While the Technology sector has been less dominant in terms of returns this year than it was last year, it remains the largest sector in the US market by value and the focus of much investor attention.
Our view within the Technology sector for some time now has been to favor hardware-related industries over software-related or services areas, and the latest update of both bottom-up and top-down indicators continues to support this view.
The table below shows some of the key bottom-up fundamental metrics we track for all sectors and industries, and focuses on the six US Technology sector industries (using the GICS industry classifications) within our broad 2300-stock US universe.

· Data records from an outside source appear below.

use async_trait::async_trait;
use sqlx::{Row, PgPool, postgres::PgPoolOptions};
use std::sync::Arc;
use std::time::Duration;

use crate::connection::ServerConnection;
use crate::database::{
    DatabaseConnection, DatabaseError, DatabaseResult, DatabaseRow, DatabaseType, DatabaseValue,
};

/// PostgreSQL implementation of the database connection interface
pub struct PostgresConnection {
    pool: Arc<PgPool>,
}

impl PostgresConnection {
    /// Connect to the server described by `connection`
    pub async fn connect(connection: &ServerConnection) -> DatabaseResult<Self> {
        let database_url = connection
            .driver_url("postgres", 5432)
            .map_err(|e| DatabaseError::Configuration(e.to_string()))?;

        let pool = PgPoolOptions::new()
            .max_connections(1)
            .acquire_timeout(Duration::from_secs(30))
            .connect(&database_url)
            .await
            .map_err(|e| DatabaseError::Connection(e.to_string()))?;

        Ok(Self {
            pool: Arc::new(pool),
        })
    }
}

/// PostgreSQL implementation of the database row interface
pub struct PostgresRow {
    row: sqlx::postgres::PgRow,
}

impl DatabaseRow for PostgresRow {
    fn get_string(&self, column: &str) -> DatabaseResult<String> {
        self.row.try_get(column).map_err(|e| {
            DatabaseError::Query(format!("Failed to get string column {}: {}", column, e))
        })
    }

    fn try_get_string(&self, column: &str) -> DatabaseResult<Option<String>> {
        match self.row.try_get::<Option<String>, _>(column) {
            Ok(value) => Ok(value),
            Err(sqlx::Error::ColumnNotFound(_)) => Ok(None),
            Err(e) => Err(DatabaseError::Query(format!(
                "Failed to get string column {}: {}",
                column, e
            ))),
        }
    }

    fn try_get_i64(&self, column: &str) -> DatabaseResult<Option<i64>> {
        match self.row.try_get::<Option<i64>, _>(column) {
            Ok(value) => Ok(value),
            Err(sqlx::Error::ColumnNotFound(_)) => Ok(None),
            Err(e) => Err(DatabaseError::Query(format!(
                "Failed to get i64 column {}: {}",
                column, e
            ))),
        }
    }
}

#[async_trait]
impl DatabaseConnection for PostgresConnection {
    async fn query(
        &self,
        query: &str,
        params: &[DatabaseValue],
    ) -> DatabaseResult<Vec<Box<dyn DatabaseRow>>> {
        let mut query_builder = sqlx::query(query);

        for param in params {
            match param {
                DatabaseValue::Null => {
                    query_builder = query_builder.bind(None::<String>);
                }
                DatabaseValue::Integer(i) => {
                    query_builder = query_builder.bind(*i);
                }
                DatabaseValue::Text(s) => {
                    query_builder = query_builder.bind(s.clone());
                }
            }
        }

        let rows = query_builder
            .fetch_all(&*self.pool)
            .await
            .map_err(|e| DatabaseError::Query(e.to_string()))?;

        Ok(rows
            .into_iter()
            .map(|row| Box::new(PostgresRow { row }) as Box<dyn DatabaseRow>)
            .collect())
    }

    fn get_database_type(&self) -> DatabaseType {
        DatabaseType::Postgres
    }

    async fn close(&self) -> DatabaseResult<()> {
        self.pool.close().await;
        Ok(())
    }
}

The revisions breadth measures shown in the table are based on the proportion of analysts covering each stock who have raised their earnings estimates over the last three months net of those who have lowered earnings estimates. That is, the number of upward revisions to estimates minus the number of downward revisions relative to the total number of analysts covering a stock. We use a weighted average of estimates for each company’s current fiscal year (2021 for most companies right now) and next year (2022) to calculate a consistent 12-month forward earnings figure.

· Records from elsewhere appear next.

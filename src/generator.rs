use crate::adaptors::Adaptor;
use crate::error::Result;
use crate::resolver::get_ordered_table_list;
use crate::schema::{Database, Table};
use serde::Serialize;

/// Every generated statement for one table.
///
/// Statements that match on the primary key are `None` when the table has none.
/// `insert` and `update` are also `None` when there is no column to write, as for
/// a link table keyed on all of its columns.
#[derive(Debug, Clone, PartialEq, Serialize)]
pub struct TableScripts {
    pub exists: String,
    pub count: String,
    pub create: String,
    pub insert: Option<String>,
    pub update: Option<String>,
    pub delete: Option<String>,
    pub drop: String,
    pub fetch_by_id: Option<String>,
    pub item_exists: Option<String>,
}

impl TableScripts {
    pub fn build(adaptor: &dyn Adaptor, table: &Table, db_name: &str) -> Result<Self> {
        let keyed = table.pk.is_some();
        let insertable = table.insertable_fields().next().is_some();
        let updatable = keyed && table.updatable_fields().next().is_some();
        Ok(Self {
            exists: adaptor.generate_table_exists_script(table, db_name)?,
            count: adaptor.generate_count_script(table)?,
            create: adaptor.generate_create_script(table)?,
            insert: insertable
                .then(|| adaptor.generate_insert_script(table))
                .transpose()?,
            update: updatable
                .then(|| adaptor.generate_update_script(table))
                .transpose()?,
            delete: keyed
                .then(|| adaptor.generate_delete_script(table))
                .transpose()?,
            drop: adaptor.generate_drop_script(table)?,
            fetch_by_id: keyed
                .then(|| adaptor.generate_fetch_by_id_script(table))
                .transpose()?,
            item_exists: keyed
                .then(|| adaptor.generate_item_exists_script(table))
                .transpose()?,
        })
    }
}

/// Whole-database scripts through one adaptor
pub struct SchemaGenerator {
    adaptor: Box<dyn Adaptor>,
}

impl SchemaGenerator {
    pub fn new(adaptor: Box<dyn Adaptor>) -> Self {
        Self { adaptor }
    }

    /// Create statements for every table, each after the tables it references
    pub fn generate_create_script(&self, database: &Database) -> Result<String> {
        let mut script = String::new();
        for table in get_ordered_table_list(database)? {
            script.push_str(&self.adaptor.generate_create_script(table)?);
            script.push('\n');
        }
        Ok(script)
    }

    /// Drop statements in reverse creation order
    pub fn generate_drop_script(&self, database: &Database) -> Result<String> {
        let mut script = String::new();
        for table in get_ordered_table_list(database)?.into_iter().rev() {
            script.push_str(&self.adaptor.generate_drop_script(table)?);
            script.push('\n');
        }
        Ok(script)
    }

    pub fn table_scripts(&self, table: &Table, db_name: &str) -> Result<TableScripts> {
        TableScripts::build(self.adaptor.as_ref(), table, db_name)
    }

    /// Get the adaptor used by this generator
    pub fn adaptor(&self) -> &dyn Adaptor {
        self.adaptor.as_ref()
    }
}

#[cfg(test)]
mod tests {
    use super::*;
    use crate::adaptors::MySqlAdaptor;
    use crate::naming::DefaultNaming;
    use crate::schema::{Field, FieldType, Key};
    use std::sync::Arc;

    fn mysql() -> Box<dyn Adaptor> {
        Box::new(
            MySqlAdaptor::new(MySqlAdaptor::BLANK_CONNECTION, Arc::new(DefaultNaming)).unwrap(),
        )
    }

    fn table(name: &str, parent: Option<&str>) -> Table {
        let mut table = Table::new(name);
        table.fields.push(Field::new("id", FieldType::Integer).auto_increment().required());
        table.fields.push(Field::new("label", FieldType::String).with_size(30));
        table.pk = Some(Key::primary_key(format!("pk_{}", name), vec!["id".into()]));
        if let Some(parent) = parent {
            table.fields.push(Field::new("parent_id", FieldType::Integer));
            table.keys.push(Key::foreign_key(
                format!("fk_{}_{}", name, parent),
                vec!["parent_id".into()],
                parent,
                vec!["id".into()],
            ));
        }
        table
    }

    #[test]
    fn test_table_scripts_without_primary_key() {
        let mut log = Table::new("log");
        log.fields.push(Field::new("message", FieldType::String));
        let scripts = TableScripts::build(mysql().as_ref(), &log, "d").unwrap();
        assert_eq!(
            scripts.insert.as_deref(),
            Some("INSERT INTO `log` (`message`) VALUES (%(message)s);")
        );
        assert_eq!(scripts.drop, "DROP TABLE IF EXISTS `log`;");
        assert!(scripts.update.is_none());
        assert!(scripts.delete.is_none());
        assert!(scripts.fetch_by_id.is_none());
        assert!(scripts.item_exists.is_none());
    }

    #[test]
    fn test_table_scripts_with_primary_key() {
        let scripts = TableScripts::build(mysql().as_ref(), &table("tag", None), "d").unwrap();
        assert_eq!(
            scripts.delete.as_deref(),
            Some("DELETE FROM `tag` WHERE `id` = %(id)s;")
        );
        assert_eq!(
            scripts.item_exists.as_deref(),
            Some("SELECT COUNT(*) FROM `tag` WHERE `id` = %(id)s;")
        );
        assert_eq!(scripts.count, "SELECT COUNT(*) FROM `tag`;");
    }

    #[test]
    fn test_link_table_has_no_update() {
        let mut post_tag = Table::new("post_tag");
        post_tag.fields = vec![
            Field::new("post_id", FieldType::Integer).required(),
            Field::new("tag_id", FieldType::Integer).required(),
        ];
        post_tag.pk = Some(Key::primary_key(
            "pk_post_tag",
            vec!["post_id".into(), "tag_id".into()],
        ));
        let scripts = TableScripts::build(mysql().as_ref(), &post_tag, "d").unwrap();
        assert!(scripts.update.is_none());
        assert_eq!(
            scripts.insert.as_deref(),
            Some("INSERT INTO `post_tag` (`post_id`, `tag_id`) VALUES (%(post_id)s, %(tag_id)s);")
        );
        assert_eq!(
            scripts.delete.as_deref(),
            Some("DELETE FROM `post_tag` WHERE `post_id` = %(post_id)s AND `tag_id` = %(tag_id)s;")
        );
    }

    #[test]
    fn test_counter_table_has_no_insert() {
        let mut ticket = Table::new("ticket");
        ticket.fields = vec![Field::new("id", FieldType::Integer).auto_increment().required()];
        ticket.pk = Some(Key::primary_key("pk_ticket", vec!["id".into()]));
        let scripts = TableScripts::build(mysql().as_ref(), &ticket, "d").unwrap();
        assert!(scripts.insert.is_none());
        assert!(scripts.update.is_none());
        assert!(scripts.fetch_by_id.is_some());
    }

    #[test]
    fn test_schema_scripts_follow_dependencies() {
        let mut db = Database::new("d");
        db.tables = vec![table("child", Some("parent")), table("parent", None)];
        let generator = SchemaGenerator::new(mysql());

        let create = generator.generate_create_script(&db).unwrap();
        let parent = create.find("CREATE TABLE `parent`").unwrap();
        let child = create.find("CREATE TABLE `child`").unwrap();
        assert!(parent < child);

        let drop = generator.generate_drop_script(&db).unwrap();
        assert_eq!(
            drop,
            "DROP TABLE IF EXISTS `child`;\nDROP TABLE IF EXISTS `parent`;\n"
        );
    }
}
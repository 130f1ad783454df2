//! Adaptor selection by connection string or dialect name.

use crate::adaptors::{Adaptor, MySqlAdaptor, PgSqlAdaptor, SqliteAdaptor};
use crate::connection::split_scheme;
use crate::database::DatabaseType;
use crate::error::{Error, Result};
use crate::naming::Naming;
use serde::{Deserialize, Serialize};
use std::fmt;
use std::str::FromStr;
use std::sync::Arc;

/// Supported SQL dialects
#[derive(Debug, Clone, Copy, PartialEq, Eq, Hash, Serialize, Deserialize)]
#[serde(rename_all = "lowercase")]
pub enum Dialect {
    Sqlite,
    MySql,
    PgSql,
}

impl Dialect {
    pub const ALL: [Dialect; 3] = [Dialect::Sqlite, Dialect::MySql, Dialect::PgSql];

    /// Connection-string scheme and dialect name
    pub const fn scheme(&self) -> &'static str {
        match self {
            Dialect::Sqlite => "sqlite",
            Dialect::MySql => "mysql",
            Dialect::PgSql => "pgsql",
        }
    }

    /// Case-insensitive lookup; `postgres` and `postgresql` are accepted for `pgsql`.
    pub fn from_scheme(scheme: &str) -> Option<Dialect> {
        match scheme.to_lowercase().as_str() {
            "sqlite" => Some(Dialect::Sqlite),
            "mysql" => Some(Dialect::MySql),
            "pgsql" | "postgres" | "postgresql" => Some(Dialect::PgSql),
            _ => None,
        }
    }

    /// Live-database backend that serves this dialect
    pub const fn database_type(&self) -> DatabaseType {
        match self {
            Dialect::Sqlite => DatabaseType::Sqlite,
            Dialect::MySql => DatabaseType::MySql,
            Dialect::PgSql => DatabaseType::Postgres,
        }
    }

    /// Connection string that satisfies the dialect's validation without naming a real source
    pub const fn blank_connection(&self) -> &'static str {
        match self {
            Dialect::Sqlite => SqliteAdaptor::BLANK_CONNECTION,
            Dialect::MySql => MySqlAdaptor::BLANK_CONNECTION,
            Dialect::PgSql => PgSqlAdaptor::BLANK_CONNECTION,
        }
    }

    fn constructor(&self) -> Constructor {
        match self {
            Dialect::Sqlite => new_sqlite,
            Dialect::MySql => new_mysql,
            Dialect::PgSql => new_pgsql,
        }
    }
}

impl fmt::Display for Dialect {
    fn fmt(&self, f: &mut fmt::Formatter<'_>) -> fmt::Result {
        f.write_str(self.scheme())
    }
}

impl FromStr for Dialect {
    type Err = Error;

    fn from_str(s: &str) -> Result<Self> {
        Dialect::from_scheme(s).ok_or_else(|| Error::UnsupportedDialect(s.to_string()))
    }
}

type Constructor = fn(&str, Arc<dyn Naming>) -> Result<Box<dyn Adaptor>>;

fn new_sqlite(connection_string: &str, naming: Arc<dyn Naming>) -> Result<Box<dyn Adaptor>> {
    Ok(Box::new(SqliteAdaptor::new(connection_string, naming)?))
}

fn new_mysql(connection_string: &str, naming: Arc<dyn Naming>) -> Result<Box<dyn Adaptor>> {
    Ok(Box::new(MySqlAdaptor::new(connection_string, naming)?))
}

fn new_pgsql(connection_string: &str, naming: Arc<dyn Naming>) -> Result<Box<dyn Adaptor>> {
    Ok(Box::new(PgSqlAdaptor::new(connection_string, naming)?))
}

/// Builds adaptors for the supported dialects
pub struct AdaptorFactory;

impl AdaptorFactory {
    /// Select the adaptor by the scheme of `<scheme>://<rest>` and let it validate the rest
    pub fn from_connection_string(
        connection_string: &str,
        naming: Arc<dyn Naming>,
    ) -> Result<Box<dyn Adaptor>> {
        let (scheme, _) = split_scheme(connection_string)?;
        let dialect: Dialect = scheme.parse()?;
        (dialect.constructor())(connection_string, naming)
    }

    /// Select the adaptor by dialect name. The adaptor has no data source, so it is
    /// only useful for generation.
    pub fn from_dialect(name: &str, naming: Arc<dyn Naming>) -> Result<Box<dyn Adaptor>> {
        let dialect: Dialect = name.parse()?;
        (dialect.constructor())(dialect.blank_connection(), naming)
    }
}
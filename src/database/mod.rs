//! Live-database access used by schema import.
//!
//! Only the small read surface the catalog queries need is exposed: run a
//! parameterized query, read text and integer columns, close the pool.

use async_trait::async_trait;
use serde::{Deserialize, Serialize};
use std::fmt::Display;
use thiserror::Error;

/// Error type for database operations
#[derive(Debug, Error)]
pub enum DatabaseError {
    /// Connection error
    #[error("connection error: {0}")]
    Connection(String),

    /// Query error
    #[error("query error: {0}")]
    Query(String),

    /// Configuration error
    #[error("configuration error: {0}")]
    Configuration(String),
}

/// Result type for database operations
pub type DatabaseResult<T> = Result<T, DatabaseError>;

/// Supported database types
#[derive(Debug, Clone, Copy, PartialEq, Eq, Serialize, Deserialize)]
#[serde(rename_all = "lowercase")]
pub enum DatabaseType {
    /// PostgreSQL database
    Postgres,
    /// MySQL database
    MySql,
    /// SQLite database
    Sqlite,
}

impl Display for DatabaseType {
    fn fmt(&self, f: &mut std::fmt::Formatter<'_>) -> std::fmt::Result {
        match self {
            DatabaseType::Postgres => write!(f, "postgres"),
            DatabaseType::MySql => write!(f, "mysql"),
            DatabaseType::Sqlite => write!(f, "sqlite"),
        }
    }
}

/// Represents a row from a database query
pub trait DatabaseRow: Send + Sync {
    /// Get a non-null text column by name
    fn get_string(&self, column: &str) -> DatabaseResult<String>;

    /// Try to get a column value by name, returning None if the column doesn't exist or is NULL
    fn try_get_string(&self, column: &str) -> DatabaseResult<Option<String>>;
    fn try_get_i64(&self, column: &str) -> DatabaseResult<Option<i64>>;
}

/// Core database connection interface
#[async_trait]
pub trait DatabaseConnection: Send + Sync {
    /// Execute a query that returns rows
    async fn query(
        &self,
        query: &str,
        params: &[DatabaseValue],
    ) -> DatabaseResult<Vec<Box<dyn DatabaseRow>>>;

    /// Get the underlying database type
    fn get_database_type(&self) -> DatabaseType;

    /// Close the connection
    async fn close(&self) -> DatabaseResult<()>;
}

/// Represents a parameter value for database queries
#[derive(Debug, Clone, PartialEq)]
pub enum DatabaseValue {
    /// Null value
    Null,
    /// Integer value
    Integer(i64),
    /// String value
    Text(String),
}

impl From<&str> for DatabaseValue {
    fn from(value: &str) -> Self {
        DatabaseValue::Text(value.to_string())
    }
}

impl From<String> for DatabaseValue {
    fn from(value: String) -> Self {
        DatabaseValue::Text(value)
    }
}

impl From<i64> for DatabaseValue {
    fn from(value: i64) -> Self {
        DatabaseValue::Integer(value)
    }
}

// Implementation modules for specific database types
#[cfg(feature = "postgres")]
mod postgres;
#[cfg(feature = "postgres")]
pub use postgres::PostgresConnection;

#[cfg(feature = "mysql")]
mod mysql;
#[cfg(feature = "mysql")]
pub use mysql::MySqlConnection;

#[cfg(feature = "sqlite")]
mod sqlite;
#[cfg(feature = "sqlite")]
pub use sqlite::SqliteConnection;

Source: Mill Street Research, Factset
The first column shows the average breadth reading for all stocks in each industry on an equal-weighted (“EW”) basis, while the second column shows the same data on a cap-weighted (“CW”) basis. Naturally, the cap-weighted figures give much more weight to the largest stocks in each industry, while the equal-weighted figures will be relatively more tilted toward smaller names. All stocks in our US universe require a minimum market capitalization of $200 million and at least three analysts reporting estimates, among other criteria, so there are no micro-caps or stocks with very few analysts included.
A few key points jump out from the table:
- Revisions remain net positive in most areas of Technology, in line with the broadly positive revisions activity in US stocks overall.
- The average revisions breadth readings on a cap-weighted basis are higher in every industry than the equal-weighted readings, and often much higher. The sector-wide average of about 51% far exceeds the equal-weighted average of about 19%. This means the largest Tech stocks have much more positive analyst activity than the average stock in the sector, i.e., a big-cap bias.
- The strongest industries are those which focus on hardware right now, while software and services industries are substantially weaker.
We see that on an equal-weighted basis, the Technology Hardware, Storage & Peripherals industry has the highest proportion of positive revisions, followed closely by Electronic Equipment, Instruments & Components and then Semiconductors & Semiconductor Equipment. All three of these hardware-related industries also have the highest revisions breadth on a cap-weighted basis.
At the bottom of the list we see the large Software industry, which has marginally negative net revisions breadth on an equal-weighted basis. This means the average Software stock has a roughly equal number of analysts raising versus lowering estimates. However, on a cap-weighted basis, the revisions figure is strongly positive. This means that a few mega-cap names in the industry have strong revisions, while the majority of mid- and smaller-cap names have relatively weak revisions.
A similar but less dramatic picture is seen in IT Services, where revisions are much lower than in the hardware related industries on both equal-weighted and cap-weighted metrics. The cap-weighted figure is still higher than the equal-weighted, as it is for all Tech industries, but by a much smaller margin than in Software.
The overall picture from the bottom-up, stock level analyst revisions data is that hardware makers continue to surprise analysts positively across large and smaller companies alike, while providers of software and tech-related services are much more mixed and dominated by the largest names in those areas.
The second chart below provides some macro, top-down context for the bottom-up fundamentals we see. The top section of the chart plots the year-on-year percent changes in aggregate spending on investment in computer hardware (blue line) and in software (red line) over the last 30 years. The data come from the quarterly GDP data produced by the US Bureau of Economic Analysis. As of the end of 2020, the growth rate of investment in computer hardware had jumped to 16%, the highest reading since the previous recessionary rebound in 2009-10. Growth in software investment spending, by contrast, had only grown 5%, which is near the lower end of its recent historical range.
Source: Mill Street Research, Bureau of Economic Analysis
The bottom section of the chart plots the ratio of software to hardware spending over time. We see that the line has tended to rise, indicating higher growth in software spending than hardware spending on average over the long run. But the latest readings show a drop, reflecting the jump back toward hardware spending that occurred last year and likely is still ongoing. In the longer-term, it seems likely that software spending will again resume its higher growth rate versus hardware, but the preference for hardware is still very visible in current analyst earnings forecast behavior and could last a while longer as the world continues to adapt to the post-COVID landscape.